Search the data for the string "nanoseconds", and report each line where it is found.

▶ **DATA SECTION**:
BEGIN
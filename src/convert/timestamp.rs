//! Timestamp and duration codec
//!
//! The protocol carries instants as seconds since the Unix epoch plus a
//! nanosecond offset, restricted to years 1 through 9999. Anything
//! outside that range, or a nanosecond field outside `[0, 1e9)`, is a
//! malformed payload and is reported as [`ConvertError::Format`].

use crate::error::{ConvertError, Result};
use crate::wire;
use chrono::{DateTime, TimeZone, Utc};

/// Seconds of 0001-01-01T00:00:00Z
const MIN_VALID_SECONDS: i64 = -62_135_596_800;
/// Seconds of 10000-01-01T00:00:00Z
const MAX_VALID_SECONDS: i64 = 253_402_300_800;
const NANOS_PER_SECOND: i64 = 1_000_000_000;
/// Roughly 10,000 years, the protocol's duration bound
const MAX_DURATION_SECONDS: i64 = 315_576_000_000;

fn validate_timestamp(ts: &wire::Timestamp) -> Result<()> {
    if ts.seconds < MIN_VALID_SECONDS {
        return Err(ConvertError::Format(format!(
            "timestamp {}s before 0001-01-01",
            ts.seconds
        )));
    }
    if ts.seconds >= MAX_VALID_SECONDS {
        return Err(ConvertError::Format(format!(
            "timestamp {}s after 10000-01-01",
            ts.seconds
        )));
    }
    if ts.nanos < 0 || i64::from(ts.nanos) >= NANOS_PER_SECOND {
        return Err(ConvertError::Format(format!(
            "timestamp nanos {} not in range [0, 1e9)",
            ts.nanos
        )));
    }
    Ok(())
}

/// Convert a wire timestamp to a UTC instant
pub fn timestamp_from_grpc(ts: &wire::Timestamp) -> Result<DateTime<Utc>> {
    validate_timestamp(ts)?;
    // nanos is known to be non-negative here
    DateTime::from_timestamp(ts.seconds, ts.nanos as u32).ok_or_else(|| {
        ConvertError::Format(format!(
            "timestamp {}s {}ns is not representable",
            ts.seconds, ts.nanos
        ))
    })
}

/// Convert an optional wire timestamp, keeping absence as `None`
pub fn optional_timestamp_from_grpc(
    ts: Option<&wire::Timestamp>,
) -> Result<Option<DateTime<Utc>>> {
    ts.map(timestamp_from_grpc).transpose()
}

/// Convert an instant in any time zone to a wire timestamp
///
/// Fails for instants outside years 1 through 9999 and for leap-second
/// representations, neither of which the protocol can carry.
pub fn timestamp_to_grpc<Tz: TimeZone>(t: &DateTime<Tz>) -> Result<wire::Timestamp> {
    let nanos = i32::try_from(t.timestamp_subsec_nanos())
        .map_err(|_| ConvertError::Format("timestamp nanos overflow".to_string()))?;
    let ts = wire::Timestamp::new(t.timestamp(), nanos);
    validate_timestamp(&ts)?;
    Ok(ts)
}

/// Convert a wire duration to signed nanoseconds
pub fn duration_from_grpc(d: &wire::Duration) -> Result<i64> {
    if !(-MAX_DURATION_SECONDS..=MAX_DURATION_SECONDS).contains(&d.seconds) {
        return Err(ConvertError::Format(format!(
            "duration {}s out of range",
            d.seconds
        )));
    }
    let nanos = i64::from(d.nanos);
    if nanos.abs() >= NANOS_PER_SECOND {
        return Err(ConvertError::Format(format!(
            "duration nanos {} out of range",
            d.nanos
        )));
    }
    if (d.seconds < 0 && nanos > 0) || (d.seconds > 0 && nanos < 0) {
        return Err(ConvertError::Format(format!(
            "duration {}s {}ns has mismatched signs",
            d.seconds, d.nanos
        )));
    }

    d.seconds
        .checked_mul(NANOS_PER_SECOND)
        .and_then(|n| n.checked_add(nanos))
        .ok_or_else(|| {
            ConvertError::Format(format!(
                "duration {}s {}ns overflows nanoseconds",
                d.seconds, d.nanos
            ))
        })
}

/// Convert an optional wire duration, keeping absence as `None`
pub fn optional_duration_from_grpc(d: Option<&wire::Duration>) -> Result<Option<i64>> {
    d.map(duration_from_grpc).transpose()
}

/// Convert signed nanoseconds to a wire duration
pub fn duration_to_grpc(nanos: i64) -> wire::Duration {
    // Rust's remainder keeps the dividend's sign, which is what the protocol wants
    wire::Duration {
        seconds: nanos / NANOS_PER_SECOND,
        nanos: (nanos % NANOS_PER_SECOND) as i32,
    }
}

#[cfg(test)]
mod tests {
    use super::*;
    use chrono::FixedOffset;

    #[test]
    fn test_timestamp_round_trip() {
        let samples = [
            wire::Timestamp::new(0, 0),
            wire::Timestamp::new(1_515_642_840, 0),
            wire::Timestamp::new(1_515_642_840, 999_999_999),
            wire::Timestamp::new(-1, 500),
            wire::Timestamp::new(MIN_VALID_SECONDS, 0),
            wire::Timestamp::new(MAX_VALID_SECONDS - 1, 999_999_999),
        ];

        for ts in samples {
            let t = timestamp_from_grpc(&ts).unwrap();
            assert_eq!(timestamp_to_grpc(&t).unwrap(), ts);
        }
    }

    #[test]
    fn test_timestamp_known_instant() {
        let expected = DateTime::parse_from_rfc3339("2018-01-10T19:54:00-08:00").unwrap();
        let ts = timestamp_to_grpc(&expected).unwrap();
        assert_eq!(ts, wire::Timestamp::new(1_515_642_840, 0));

        let t = timestamp_from_grpc(&ts).unwrap();
        assert_eq!(t, expected);
        assert_eq!(t.to_rfc3339(), "2018-01-11T03:54:00+00:00");
    }

    #[test]
    fn test_timestamp_equal_across_zones() {
        let pacific = DateTime::parse_from_rfc3339("2018-01-10T19:54:00-08:00").unwrap();
        let utc = DateTime::parse_from_rfc3339("2018-01-11T03:54:00Z").unwrap();
        let tokyo = FixedOffset::east_opt(9 * 3600)
            .unwrap()
            .with_ymd_and_hms(2018, 1, 11, 12, 54, 0)
            .unwrap();

        let a = timestamp_from_grpc(&timestamp_to_grpc(&pacific).unwrap()).unwrap();
        let b = timestamp_from_grpc(&timestamp_to_grpc(&utc).unwrap()).unwrap();
        let c = timestamp_from_grpc(&timestamp_to_grpc(&tokyo).unwrap()).unwrap();

        assert_eq!(a, b);
        assert_eq!(b, c);
    }

    #[test]
    fn test_timestamp_before_epoch() {
        let t = timestamp_from_grpc(&wire::Timestamp::new(-86_400, 0)).unwrap();
        assert_eq!(t.to_rfc3339(), "1969-12-31T00:00:00+00:00");
    }

    #[test]
    fn test_timestamp_nanos_out_of_range() {
        let err = timestamp_from_grpc(&wire::Timestamp::new(10, 1_000_000_000)).unwrap_err();
        assert!(err.is_format());

        let err = timestamp_from_grpc(&wire::Timestamp::new(10, -1)).unwrap_err();
        assert!(err.is_format());
    }

    #[test]
    fn test_timestamp_seconds_out_of_range() {
        assert!(timestamp_from_grpc(&wire::Timestamp::new(MIN_VALID_SECONDS - 1, 0)).is_err());
        assert!(timestamp_from_grpc(&wire::Timestamp::new(MAX_VALID_SECONDS, 0)).is_err());
        assert!(timestamp_from_grpc(&wire::Timestamp::new(i64::MAX, 0)).is_err());
    }

    #[test]
    fn test_timestamp_to_grpc_rejects_far_future() {
        let t = Utc.with_ymd_and_hms(10000, 1, 1, 0, 0, 0).unwrap();
        assert!(timestamp_to_grpc(&t).unwrap_err().is_format());
    }

    #[test]
    fn test_optional_timestamp() {
        assert_eq!(optional_timestamp_from_grpc(None).unwrap(), None);
        let t = optional_timestamp_from_grpc(Some(&wire::Timestamp::new(60, 0))).unwrap();
        assert_eq!(t.unwrap().timestamp(), 60);
    }

    #[test]
    fn test_duration_conversion() {
        let d = wire::Duration {
            seconds: 5,
            nanos: 250_000_000,
        };
        assert_eq!(duration_from_grpc(&d).unwrap(), 5_250_000_000);
        assert_eq!(duration_to_grpc(5_250_000_000), d);

        let negative = duration_to_grpc(-1_500_000_000);
        assert_eq!(negative.seconds, -1);
        assert_eq!(negative.nanos, -500_000_000);
        assert_eq!(duration_from_grpc(&negative).unwrap(), -1_500_000_000);
    }

    #[test]
    fn test_duration_invalid() {
        let mismatched = wire::Duration {
            seconds: 1,
            nanos: -1,
        };
        assert!(duration_from_grpc(&mismatched).unwrap_err().is_format());

        let big_nanos = wire::Duration {
            seconds: 0,
            nanos: 1_000_000_000,
        };
        assert!(duration_from_grpc(&big_nanos).is_err());

        // Within the protocol bound but beyond i64 nanoseconds
        let overflow = wire::Duration {
            seconds: 10_000_000_000,
            nanos: 0,
        };
        assert!(duration_from_grpc(&overflow).is_err());

        let too_long = wire::Duration {
            seconds: MAX_DURATION_SECONDS + 1,
            nanos: 0,
        };
        assert!(duration_from_grpc(&too_long).is_err());
    }
}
END
▶ **WRITTEN ANSWER**:
/// Convert a wire duration to signed nanoseconds
                "duration {}s {}ns overflows nanoseconds",
/// Convert signed nanoseconds to a wire duration
        // Within the protocol bound but beyond i64 nanoseconds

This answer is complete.